Pascal Gauthier, chief executive of Ledger, founded in Paris in 2014, said revenues have hit triple-digit millions so far in 2025. “We’re being hacked more and more every day . . . hacking of your bank accounts, of your crypto, and it’s not going to get better next year and the year after that,” he told the Financial Times.
About $2.2bn worth of crypto was stolen in the first half of this year, according to data firm Chainalysis, more than was taken in the whole of 2024. About 23 per cent of hacks targeted individuals’ wallets, in what Chainalysis called an “increasingly significant” form of theft.
Hack attacks on both crypto companies and individuals are becoming increasingly common, especially as the price of bitcoin and other tokens has hit new record highs this year, propelled by Donald Trump championing the industry. North Korean hackers stole $1.5bn worth of crypto tokens from exchange Bybit in February, in the biggest heist ever.

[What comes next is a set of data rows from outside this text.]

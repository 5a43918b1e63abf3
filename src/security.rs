//! Security module: read-only query classification and identifier quoting.

mod identifiers;
mod validation;

pub use identifiers::{parse_qualified_name, quote_identifier};
pub use validation::{
    validate, QueryClassifier, Verdict, DENIED_KEYWORDS, EMPTY_QUERY_REASON,
    MULTIPLE_STATEMENTS_REASON, READ_ONLY_REASON,
};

“As we’ve seen a record-setting year in lawful crypto activity, we’ve also seen a record-setting year in unlawful crypto activity,” said Ari Redbord, global head of policy at blockchain intelligence company TRM Labs.

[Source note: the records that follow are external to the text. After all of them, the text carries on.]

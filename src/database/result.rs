//! Tabular results and their text rendering.

use crate::constants::{
    COLUMN_SEPARATOR, MAX_RULE_WIDTH, NO_ROWS_MESSAGE, RULE_WIDTH_PER_COLUMN,
};
use crate::database::types::SqlValue;
use crate::error::ServerError;

/// Rows of a single result set, aligned by column position.
///
/// Column names keep database order and may repeat (`SELECT 1 AS a, 2 AS a`).
/// Rows only enter through [`ResultSet::push_row`], which enforces arity.
#[derive(Debug, Clone, Default, PartialEq)]
pub struct ResultSet {
    columns: Vec<String>,
    rows: Vec<Vec<SqlValue>>,
    truncated: bool,
}

impl ResultSet {
    /// Create an empty result set with the given columns.
    pub fn new<I, S>(columns: I) -> Self
    where
        I: IntoIterator<Item = S>,
        S: Into<String>,
    {
        Self {
            columns: columns.into_iter().map(Into::into).collect(),
            rows: Vec::new(),
            truncated: false,
        }
    }

    /// Append a row; it must have exactly one value per column.
    pub fn push_row(&mut self, row: Vec<SqlValue>) -> Result<(), ServerError> {
        if row.len() != self.columns.len() {
            return Err(ServerError::formatting(format!(
                "row {} has {} values, expected {}",
                self.rows.len() + 1,
                row.len(),
                self.columns.len()
            )));
        }
        self.rows.push(row);
        Ok(())
    }

    pub fn columns(&self) -> &[String] {
        &self.columns
    }

    pub fn rows(&self) -> &[Vec<SqlValue>] {
        &self.rows
    }

    pub fn row_count(&self) -> usize {
        self.rows.len()
    }

    pub fn is_empty(&self) -> bool {
        self.rows.is_empty()
    }

    /// Whether rows were dropped because of a row cap.
    pub fn is_truncated(&self) -> bool {
        self.truncated
    }

    pub(crate) fn mark_truncated(&mut self) {
        self.truncated = true;
    }
}

/// Width of the dash rule under the header.
pub fn rule_width(column_count: usize) -> usize {
    column_count
        .saturating_mul(RULE_WIDTH_PER_COLUMN)
        .min(MAX_RULE_WIDTH)
}

/// Render a result set as tab-separated text.
///
/// With no rows the output is exactly `"No rows returned from the query.\n"`.
/// Otherwise the header, a dash rule, then one line per row, each ending in
/// `\n`. Rows are emitted in the order given; nothing is sorted or merged.
pub fn render(result: &ResultSet) -> String {
    let mut output = String::new();

    if result.is_empty() {
        output.push_str(NO_ROWS_MESSAGE);
        output.push('\n');
        return output;
    }

    output.push_str(&result.columns.join(COLUMN_SEPARATOR));
    output.push('\n');
    output.push_str(&"-".repeat(rule_width(result.columns.len())));
    output.push('\n');

    for row in &result.rows {
        for (idx, value) in row.iter().enumerate() {
            if idx > 0 {
                output.push_str(COLUMN_SEPARATOR);
            }
            output.push_str(&value.to_string());
        }
        output.push('\n');
    }

    output
}

#[cfg(test)]
mod tests {
    use super::*;

    fn people() -> ResultSet {
        let mut rs = ResultSet::new(["Id", "Name"]);
        rs.push_row(vec![SqlValue::I32(1), SqlValue::from("Ann")])
            .unwrap();
        rs.push_row(vec![SqlValue::I32(2), SqlValue::Null]).unwrap();
        rs
    }

    #[test]
    fn test_empty_result_renders_sentence() {
        assert_eq!(
            render(&ResultSet::default()),
            "No rows returned from the query.\n"
        );
        assert_eq!(
            render(&ResultSet::new(["Id"])),
            "No rows returned from the query.\n"
        );
    }

    #[test]
    fn test_render_rows() {
        let text = render(&people());
        let lines: Vec<&str> = text.lines().collect();

        assert_eq!(lines[0], "Id\t|\tName");
        assert_eq!(lines[1], "-".repeat(40));
        assert_eq!(lines[2], "1\t|\tAnn");
        assert_eq!(lines[3], "2\t|\tNULL");
        assert_eq!(lines.len(), 4);
        assert!(text.ends_with('\n'));
    }

    #[test]
    fn test_rule_width_is_bounded() {
        assert_eq!(rule_width(1), 20);
        assert_eq!(rule_width(6), 120);
        assert_eq!(rule_width(50), 120);
    }

    #[test]
    fn test_duplicate_column_names_are_kept() {
        let mut rs = ResultSet::new(["a", "a"]);
        rs.push_row(vec![SqlValue::I32(1), SqlValue::I32(2)])
            .unwrap();
        assert!(render(&rs).starts_with("a\t|\ta\n"));
    }

    #[test]
    fn test_row_order_is_preserved() {
        let mut reversed = ResultSet::new(["Id", "Name"]);
        reversed
            .push_row(vec![SqlValue::I32(2), SqlValue::Null])
            .unwrap();
        reversed
            .push_row(vec![SqlValue::I32(1), SqlValue::from("Ann")])
            .unwrap();

        let a: Vec<String> = render(&people()).lines().map(String::from).collect();
        let b: Vec<String> = render(&reversed).lines().map(String::from).collect();

        assert_eq!(a[..2], b[..2]);
        assert_eq!(a[2], b[3]);
        assert_eq!(a[3], b[2]);
    }

    #[test]
    fn test_render_is_deterministic() {
        assert_eq!(render(&people()), render(&people()));
    }

    #[test]
    fn test_push_row_checks_arity() {
        let mut rs = ResultSet::new(["Id", "Name"]);
        let err = rs.push_row(vec![SqlValue::I32(1)]).unwrap_err();
        assert!(matches!(err, ServerError::Formatting(_)));
        assert!(rs.is_empty());
    }

    #[test]
    fn test_text_with_separator_characters_is_not_escaped() {
        let mut rs = ResultSet::new(["note"]);
        rs.push_row(vec![SqlValue::from("a\t|\tb")]).unwrap();
        assert_eq!(render(&rs).lines().nth(2), Some("a\t|\tb"));
    }
}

The jump in demand for Ledger’s devices comes ahead of the boost the company typically gets from Black Friday and Christmas sales, and Gauthier said Ledger will fundraise probably next year.
Smartphones and computers have been designed for communication and entertainment, not security, he said, adding that the company’s growth is coming from “the realisation that hackers are getting more aggressive and so you need to upgrade your security”.

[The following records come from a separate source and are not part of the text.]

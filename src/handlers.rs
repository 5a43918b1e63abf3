//! ServerHandler implementation for the read-only MSSQL MCP server.

use crate::server::MssqlReadOnlyServer;
use rmcp::handler::server::ServerHandler;
use rmcp::model::{Implementation, ProtocolVersion, ServerCapabilities, ServerInfo};
use rmcp::tool_handler;
use tracing::info;

/// The `#[tool_handler]` macro generates `list_tools` and `call_tool` from the
/// router built in [`MssqlReadOnlyServer::new`].
#[tool_handler]
impl ServerHandler for MssqlReadOnlyServer {
    fn get_info(&self) -> ServerInfo {
        info!("MCP client requesting server info");

        ServerInfo {
            protocol_version: ProtocolVersion::LATEST,
            capabilities: ServerCapabilities::builder().enable_tools().build(),
            server_info: Implementation {
                name: env!("CARGO_PKG_NAME").to_string(),
                title: Some("MSSQL Read-Only MCP Server".to_string()),
                version: env!("CARGO_PKG_VERSION").to_string(),
                ..Default::default()
            },
            instructions: Some(build_instructions(self)),
        }
    }
}

fn build_instructions(server: &MssqlReadOnlyServer) -> String {
    let mut instructions = String::new();

    instructions.push_str("# MSSQL Read-Only MCP Server\n\n");
    instructions.push_str("Read-only access to a Microsoft SQL Server instance.\n\n");

    if let Some(db) = server.current_database() {
        instructions.push_str(&format!("**Default database:** `{}`\n\n", db));
    }

    instructions.push_str("## Tools\n");
    instructions.push_str("- `get_tables`, `get_columns`, `get_relationships`: explore the schema\n");
    instructions.push_str("- `get_stored_procedure`: read a procedure's source\n");
    instructions.push_str("- `execute_sql`: run one SELECT or WITH query\n\n");
    instructions.push_str("Every tool accepts an optional `database_name`. ");
    instructions.push_str("Statements that modify data or schema are rejected.\n");

    instructions
}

Other companies such as Czech Republic-based Trezor and Switzerland-based Tangem also offer so-called cold storage wallets, allowing crypto holders alternatives to holding their tokens directly on an exchange such as Coinbase or Binance.
Redbord added that digital asset holders are rightfully looking for ways to safely hold their assets, and as the crypto industry grows, “people are going to have more and more need for these devices”.
Ledger secures about $100bn worth of bitcoin for its customers, and was valued at $1.5bn in 2023 after raising money from investors including 10T Holdings and Singapore’s True Global Ventures.
Gauthier is eyeing future fundraising, either a listing in New York, or a private round, and is boosting headcount in New York. “Me spending more time in New York is with the understanding that money is in New York today for crypto, it’s nowhere else in the world, it’s certainly not in Europe.”
Rising crypto prices has led to rising criminality around holders of the virtual currency. As well as crypto hacks, kidnappings are also prevalent as criminals try to physically seize traders’ funds. Ledger’s own co-founder and his wife were kidnapped in France earlier this year and criminals sought a ransom paid in crypto. The criminals were later arrested, and the funds traced and frozen. Chainalysis said that rising crypto prices will probably trigger “additional opportunistic physical attacks against known crypto holders”.